UFF/HUAP - Hospital Universitário Antônio Pedro - Niterói (RJ) — Prova 2015

Enunciado

Ao passar visita em recém-nato no alojamento conjunto, médico verifica que mãe não fez pré-natal e tem VDRL= 1:2 na ocasião da internação. A conduta para com o RN será:

Alternativas

  1. A) solicitar hemograma, RX de ossos longos, VDRL e fazer punção lombar.
  2. B) solicitar o VDRL de cordão umbilical e aguardar para decidir a conduta. 
  3. C) solicitar hemograma, RX de ossos longos e VDRL de sangue periférico.
  4. D) dispenar exames, pois o RN é assintomatico e a mãe relata ter sido tratada para sífilis na gestação.
  5. E) solicitar FTABs da mãe e colher sangue do RN apenas se o exame dela resultar positivo.

Pérola Clínica

Mãe com VDRL 1:2 sem pré-natal → RN assintomático requer investigação completa para sífilis congênita.

Resumo-Chave

Em recém-natos de mães com sífilis não tratada ou inadequadamente tratada, mesmo que o RN seja assintomático, é obrigatória a investigação completa para sífilis congênita. Isso inclui exames como hemograma, RX de ossos longos, VDRL de sangue periférico e punção lombar para análise do líquor.

Contexto Educacional

A sífilis congênita continua sendo um grave problema de saúde pública no Brasil, com alta morbimortalidade se não diagnosticada e tratada precocemente. A transmissão vertical do *Treponema pallidum* pode ocorrer em qualquer fase da gestação, resultando em aborto, natimorto ou sífilis congênita no recém-nato (RN). O diagnóstico e a conduta adequados no RN são cruciais para prevenir sequelas graves. A investigação de sífilis congênita em RN é obrigatória quando a mãe não realizou pré-natal, teve sífilis não tratada ou inadequadamente tratada, ou quando o tratamento foi realizado em tempo insuficiente antes do parto. Mesmo que o RN seja assintomático, a propedêutica deve ser completa, incluindo VDRL de sangue periférico do RN, hemograma (para anemia, trombocitopenia, leucocitose), radiografia de ossos longos (para osteocondrite, periostite) e punção lombar para análise do líquor (para neurossífilis). O VDRL de cordão umbilical não é recomendado devido à possibilidade de contaminação com sangue materno. A conduta terapêutica dependerá dos resultados desses exames e da avaliação do tratamento materno. A penicilina cristalina é o tratamento de escolha. Para residentes, é fundamental dominar o protocolo de investigação e tratamento da sífilis congênita, pois a identificação precoce e o manejo correto impactam diretamente o prognóstico do RN e a saúde pública.

Perguntas Frequentes

Quais exames são essenciais na investigação de sífilis congênita em RN?

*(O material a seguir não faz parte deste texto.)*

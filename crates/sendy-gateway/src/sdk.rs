//! Adapter from the vendor's callback-style SDK to [`WalletGateway`].
//!
//! The SDK takes a completion callback per call and may refuse to launch the
//! request synchronously. [`SdkGateway`] hands it a boxed closure that
//! forwards the outcome into a `oneshot` channel, then awaits the receiver.
//! A dropped callback surfaces as [`GatewayError::Fatal`] instead of hanging.
//!
//! # Reply mapping for `confirm`
//!
//! | Reply | Result |
//! |-------|--------|
//! | transport failure | `Fatal` |
//! | no body | `EmptyResponse` |
//! | `err_no == 0`, `active == Some(true)` | `WalletActivated` (device marked active) |
//! | `err_no == 0`, otherwise | `NeedBankSelection` |
//! | `err_no != 0`, `abuse > 0`, error 806 | `WrongCode` |
//! | `err_no != 0`, `abuse > 0` | `Rejected` with attempts |
//! | `err_no != 0`, no attempts left | `AttemptsExhausted` |

use crate::WalletGateway;
use async_trait::async_trait;
use sendy_core::{Activation, CanonicalPhone, Confirmation, GatewayError, SmsCode};
use std::sync::Arc;
use tokio::sync::oneshot;

/// Server error number for a mismatched SMS code.
pub const WRONG_CODE_ERR: i32 = 806;
/// Delivery channel passed to the SDK for confirmation codes.
pub const CONFIRM_CHANNEL: &str = "sms";

// ---------------------------------------------------------------------------
// SDK surface
// ---------------------------------------------------------------------------

/// A server reply as the SDK reports it.
#[derive(Debug, Clone, PartialEq, Eq)]
pub struct SdkReply<B> {
    /// Zero on success.
    pub err_no: i32,
    /// The SDK's textual rendering of the reply, used in error messages.
    pub text: String,
    pub body: Option<B>,
}

/// Body of a successful `login_at_auth` reply. The flow needs nothing from it.
#[derive(Debug, Clone, Default, PartialEq, Eq)]
pub struct LoginBody;

/// Body of an `activate_wallet` reply.
#[derive(Debug, Clone, Default, PartialEq, Eq)]
pub struct ActivateBody {
    pub active: Option<bool>,
    /// Card numbers linked to the wallet.
    pub pans: Vec<String>,
    /// Confirmation attempts left, reported on failures.
    pub abuse: Option<u32>,
}

/// What the SDK passes to a completion callback.
#[derive(Debug, Clone, PartialEq, Eq)]
pub enum SdkOutcome<B> {
    Completed(SdkReply<B>),
    /// The request failed below the protocol level.
    Failed(String),
}

pub type Completion<B> = Box<dyn FnOnce(SdkOutcome<B>) + Send + 'static>;

/// The SDK refused to start a request.
#[derive(Debug, Clone, PartialEq, Eq)]
pub struct LaunchError(pub String);

/// Callback-style vendor SDK.
pub trait CallbackSdk: Send + Sync {
    fn login_at_auth(&self, phone: &str, done: Completion<LoginBody>) -> Result<(), LaunchError>;

    fn activate_wallet(
        &self,
        token: &str,
        channel: &str,
        done: Completion<ActivateBody>,
    ) -> Result<(), LaunchError>;

    /// Persist that this device holds an activated wallet.
    fn mark_device_activated(&self);
}

// ---------------------------------------------------------------------------
// SdkGateway
// ---------------------------------------------------------------------------

pub struct SdkGateway<S> {
    sdk: Arc<S>,
}

impl<S: CallbackSdk> SdkGateway<S> {
    pub fn new(sdk: Arc<S>) -> Self {
        Self { sdk }
    }
}

/// Wrap a oneshot sender as an SDK completion callback.
fn completion<B: Send + 'static>() -> (Completion<B>, oneshot::Receiver<SdkOutcome<B>>) {
    let (tx, rx) = oneshot::channel();
    let done: Completion<B> = Box::new(move |outcome| {
        // The receiver is gone only if the caller stopped waiting.
        let _ = tx.send(outcome);
    });
    (done, rx)
}

async fn settle<B>(rx: oneshot::Receiver<SdkOutcome<B>>) -> Result<SdkOutcome<B>, GatewayError> {
    rx.await
        .map_err(|_| GatewayError::Fatal("SDK dropped the completion callback".to_string()))
}

#[async_trait]
impl<S: CallbackSdk> WalletGateway for SdkGateway<S> {
    async fn activate(&self, phone: &CanonicalPhone) -> Result<Activation, GatewayError> {
        tracing::debug!(phone = %phone, "sdk: login_at_auth");
        let (done, rx) = completion();
        self.sdk
            .login_at_auth(phone.as_str(), done)
            .map_err(|LaunchError(detail)| {
                tracing::warn!(%detail, "sdk: login_at_auth was not started");
                GatewayError::NotStarted(detail)
            })?;

        match settle(rx).await? {
            SdkOutcome::Completed(reply) if reply.err_no == 0 => {
                tracing::info!("sdk: activation started, code sent");
                Ok(Activation {
                    phone: phone.clone(),
                })
            }
            SdkOutcome::Completed(reply) => {
                tracing::warn!(
                    err_no = reply.err_no,
                    text = %reply.text,
                    "sdk: activation rejected"
                );
                Err(GatewayError::Rejected {
                    code: reply.err_no,
                    message: reply.text,
                    attempts_left: None,
                })
            }
            SdkOutcome::Failed(detail) => {
                tracing::warn!(%detail, "sdk: activation failed");
                Err(GatewayError::Fatal(detail))
            }
        }
    }

    async fn confirm(
        &self,
        code: &SmsCode,
        phone: &CanonicalPhone,
    ) -> Result<Confirmation, GatewayError> {
        tracing::debug!(phone = %phone, "sdk: activate_wallet");
        let (done, rx) = completion();
        self.sdk
            .activate_wallet(code.as_str(), CONFIRM_CHANNEL, done)
            .map_err(|LaunchError(detail)| {
                tracing::warn!(%detail, "sdk: activate_wallet was not started");
                GatewayError::NotStarted(detail)
            })?;

        let result = confirmation_from(settle(rx).await?);
        match &result {
            Ok(Confirmation::WalletActivated) => {
                self.sdk.mark_device_activated();
                tracing::info!("sdk: device activated");
            }
            Ok(Confirmation::NeedBankSelection) => tracing::info!("sdk: bank selection required"),
            Err(err) => tracing::warn!(error = %err, "sdk: confirmation failed"),
        }
        result
    }
}

fn confirmation_from(outcome: SdkOutcome<ActivateBody>) -> Result<Confirmation, GatewayError> {
    let reply = match outcome {
        SdkOutcome::Completed(reply) => reply,
        SdkOutcome::Failed(detail) => return Err(GatewayError::Fatal(detail)),
    };
    let Some(body) = reply.body else {
        return Err(GatewayError::EmptyResponse);
    };

    if reply.err_no == 0 {
        return Ok(if body.active == Some(true) {
            Confirmation::WalletActivated
        } else {
            Confirmation::NeedBankSelection
        });
    }

    match body.abuse {
        Some(left) if left > 0 => {
            if reply.err_no == WRONG_CODE_ERR || reply.text.contains("№806") {
                Err(GatewayError::WrongCode {
                    attempts_left: left,
                })
            } else {
                Err(GatewayError::Rejected {
                    code: reply.err_no,
                    message: reply.text,
                    attempts_left: Some(left),
                })
            }
        }
        _ => Err(GatewayError::AttemptsExhausted),
    }
}

// ---------------------------------------------------------------------------
// Tests
// ---------------------------------------------------------------------------
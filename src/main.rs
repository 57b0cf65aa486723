use anyhow::Context;
use clap::{Parser, Subcommand};
use sendy::{config::Config, gateway::simulated::SimulatedGateway, phone, sms};
use std::{path::PathBuf, sync::Arc};

#[derive(Parser)]
#[command(name = "sendy", about = "Sendy wallet login, phone and SMS code tools")]
struct Cli {
    /// Write debug logs to /tmp/sendy-debug.log (tail -f to inspect).
    #[arg(long, global = true)]
    debug: bool,

    /// Read configuration from this file instead of ~/.config/sendy/config.toml.
    #[arg(long, global = true, value_name = "PATH")]
    config: Option<PathBuf>,

    #[command(subcommand)]
    command: Option<Cmd>,
}

#[derive(Subcommand)]
enum Cmd {
    /// Print the canonical +7XXXXXXXXXX form of a phone number.
    Normalize { raw: String },
    /// Show how the phone field reacts to an edit, as JSON.
    Edit {
        /// Field text after the edit, as the input widget reports it.
        raw: String,
        /// Digits in the field before the edit.
        #[arg(long, default_value = "")]
        previous: String,
        /// Caret position in RAW, in characters. Defaults to the end.
        #[arg(long)]
        cursor: Option<usize>,
    },
    /// Check that an SMS code has exactly six digits.
    Code { raw: String },
    /// Run the login flow against the simulated gateway (default).
    Shell,
}

fn main() -> anyhow::Result<()> {
    let cli = Cli::parse();

    if cli.debug {
        let file = std::fs::OpenOptions::new()
            .create(true)
            .append(true)
            .open("/tmp/sendy-debug.log")?;
        tracing_subscriber::fmt()
            .with_writer(std::sync::Mutex::new(file))
            .with_ansi(false)
            .with_env_filter(
                tracing_subscriber::EnvFilter::try_from_env("RUST_LOG")
                    .unwrap_or_else(|_| tracing_subscriber::EnvFilter::new("debug")),
            )
            .init();
        tracing::info!("sendy debug log started, tail -f /tmp/sendy-debug.log");
    }

    match cli.command.unwrap_or(Cmd::Shell) {
        Cmd::Normalize { raw } => {
            let phone = phone::normalize(&raw).map_err(|e| anyhow::anyhow!("{}: {e}", e.code()))?;
            println!("{phone}");
        }
        Cmd::Edit {
            raw,
            previous,
            cursor,
        } => {
            let cursor = cursor.unwrap_or_else(|| raw.chars().count());
            let edit = phone::normalize_edit(&previous, &raw, cursor);
            println!("{}", serde_json::to_string(&edit)?);
        }
        Cmd::Code { raw } => {
            sms::validate_code(&raw).map_err(|e| anyhow::anyhow!("{}: {e}", e.code()))?;
            println!("ok");
        }
        Cmd::Shell => {
            let config = match &cli.config {
                Some(path) => Config::load_from(path)
                    .with_context(|| format!("loading config from {}", path.display()))?,
                None => Config::load().unwrap_or_else(|err| {
                    tracing::warn!(error = %err, "falling back to default config");
                    Config::defaults()
                }),
            };
            shell(config)?;
        }
    }

    Ok(())
}

#[tokio::main]
async fn shell(config: Config) -> anyhow::Result<()> {
    let gateway = Arc::new(SimulatedGateway::new(config.gateway.clone()));
    let input = tokio::io::BufReader::new(tokio::io::stdin());
    let app = sendy::flow::run(&config, gateway, input, tokio::io::stdout()).await?;
    tracing::info!(screen = %app.state().screen, "shell finished");
    Ok(())
}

Os exames essenciais incluem VDRL de sangue periférico do RN, hemograma completo, radiografia de ossos longos (para osteocondrite/periostite) e punção lombar para análise do líquor (para neurossífilis).

Quando um RN é considerado exposto à sífilis e necessita de investigação?

Um RN é considerado exposto e necessita de investigação quando a mãe tem sífilis não tratada, inadequadamente tratada, ou quando o tratamento materno não foi documentado ou ocorreu menos de 30 dias antes do parto.

Por que a punção lombar é importante na sífilis congênita, mesmo em RN assintomáticos?

A punção lombar é crucial para descartar neurossífilis, uma forma grave da doença que pode ser assintomática ao nascimento e requer um regime de tratamento mais prolongado e específico.